# Question on real estate commission



## Siwash (Sep 1, 2013)

Hey folks,

If I put an offer on a house without and agent, is the seller's agent required to reveal what their commission is? I ask b/c we feel that going in w/o an agent would be an advantage - commission only on one end of the deal? Do I have a right to know? They will not reveal this to us. 

Thanks


----------



## Just a Guy (Mar 27, 2012)

It doesn't matter as it is not added to the purchase price. You offered an amount, if it's accepted, the commission comes out before the seller gets his money. That's their problem, not yours.

You were free to offer less and say it's because there's no seller's commission.


----------



## Siwash (Sep 1, 2013)

Just a Guy said:


> It doesn't matter as it is not added to the purchase price. You offered an amount, if it's accepted, the commission comes out before the seller gets his money. That's their problem, not yours.
> 
> You were free to offer less and say it's because there's no seller's commission.


The agent has been a real dick to deal with. Biggest A-hole I have ever met..

Man does this industry need an overhaul.. it's a crime that they make the commissions they get...


----------



## Beaver101 (Nov 14, 2011)

Siwash said:


> Hey folks,
> 
> If I put an offer on a house without and agent, is the seller's agent required to reveal what their commission is? I ask b/c we feel that going in w/o an agent would be an advantage - commission only on one end of the deal? Do I have a right to know? They will not reveal this to us.
> 
> Thanks


 ... will there not be an agent of record when you enlist the dick (plenty of those RE lazy & incompetent dicks/dickesses out there) or the #s being shown on the Offer of Purchase?


----------



## birdman (Feb 12, 2013)

I guess you could get an agent to act on your behalf and then at least the dick of an agent for the seller would have a reduced commission. Then, perhaps your agent could slip you a nice gift or???? Just a thought.


----------



## Beaver101 (Nov 14, 2011)

...Would a box of chocolates or a bouquet of flowers do for a "gift" to do the job?


----------



## Siwash (Sep 1, 2013)

I am trying to hire an agent today. They are accepting offer this evening...trying to generate a bidding war, I suppose, because they wouldn't accept an offer from me on Monday. 

Nasty, nasty, man... but we're buying the house no this prick. 

This is what happens when you have a 10-year run up on housing... in the 90s these dudes were starving..


----------



## Spudd (Oct 11, 2011)

Is it Mr Most?


----------



## Charlie (May 20, 2011)

Hey...good luck on the house!

Selling agent gets both 'sides' if there's no buying agent. For a slow moving house they might reduce their commission to entice the seller to accept a lower price (since the seller would net the same amount) but they've no incentive to do that if the home will sell at close to (or above) the ask.

You may be able to negotiate with a buying agent to share her commission since her work would be limited here. Make sure your rep agreement limits it to this house.
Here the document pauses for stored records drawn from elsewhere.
//! Cart inspection and reset.

use std::sync::Arc;

use pharmacart_core::{KeyValueStore, Price};
use pharmacart_storefront::services::CartStore;

/// Cart lines followed by subtotal, delivery, and total.
#[must_use]
pub fn show(storage: Arc<dyn KeyValueStore>) -> String {
    let store = CartStore::load(storage);
    let cart = store.cart();
    if cart.is_empty() {
        return "Cart is empty.\n".to_string();
    }

    let mut out: String = cart
        .lines()
        .iter()
        .map(|line| {
            format!(
                "{:>3}  {:<20} x{:<3} {:>10}\n",
                line.id(),
                line.item.name,
                line.quantity,
                line.line_price().display()
            )
        })
        .collect();
    let totals = store.totals();
    out.push_str(&format!(
        "Subtotal: {}\nDelivery: {}\nTotal:    {}\n",
        Price::inr(totals.subtotal),
        Price::inr(totals.delivery),
        Price::inr(totals.total)
    ));
    out
}

/// Empty the cart.
#[must_use]
pub fn clear(storage: Arc<dyn KeyValueStore>) -> String {
    let mut store = CartStore::load(storage);
    let count = store.item_count();
    store.clear();
    tracing::info!(items = count, "Cart cleared");
    format!("Removed {count} item(s) from the cart.\n")
}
In the end....you're talking a relatively little on a huge investment. Even though every bit counts. So good luck and don't let the agent get to you.


----------



## gerogesin (Jan 3, 2014)

Is it not possible to just knock on their door and deal with the owners privately? Tell the seller how unreasonable his agent is. I'm sure the seller would love to avoid paying the commission.


----------



## MRT (Apr 8, 2013)

The owners will have signed a contract with their listing agent/broker. If at any time during the period set forth in the agreement they sell their home, they are obligated to pay the stated commission to their agent, even if the owners found the buyer themselves.

This makes perfect sense too...otherwise, an agent could present an offer received from another agent or directly from a buyer, but then the seller would just ditch the agent, sell the house to the buyer, and save the commission. Agents would never get paid, lol.

Having said that, I would never sign a long-term agreement with an agent, because once you sign, you are stuck with them until the time period expires, or unless both sides mutually agree to terminate the contract early.


----------



## gerogesin (Jan 3, 2014)

Can you not fire an agent under contract? Or do you have to wait until the contract expires?


----------



## Rusty O'Toole (Feb 1, 2012)

It depends. They can insist on living up to the contract, which is what a listing agreement is. But it would be futile of them to try and sell a house that the owner doesn't want to sell. So, as a rule they have no problem cancelling an agreement if you ask BUT there is a holdover clause, protecting them in case someone they showed the house to buys it, or in case you sell within a certain period of time.


----------



## Just a Guy (Mar 27, 2012)

I really don't understand why people get sidetracked...

Do you want the house? What does it matter if the agent gets a commission in the long run? You paid the price you thought was fair, there are many other ways you could be using your time than worrying about this...

By next month, you won't even care about the agent, you've got years to live in the house...

Don't let emotions over something meaningless get in your way.


----------



## Cal (Jun 17, 2009)

The agent commission is paid by the seller, so I would get a buying agent to help you look after your best interests....

The agents generally have it in writing with the seller, 2.5% for buying agent, 2% for selling agent, or 3% for selling agent if no buying agent.....or something to that extent.


----------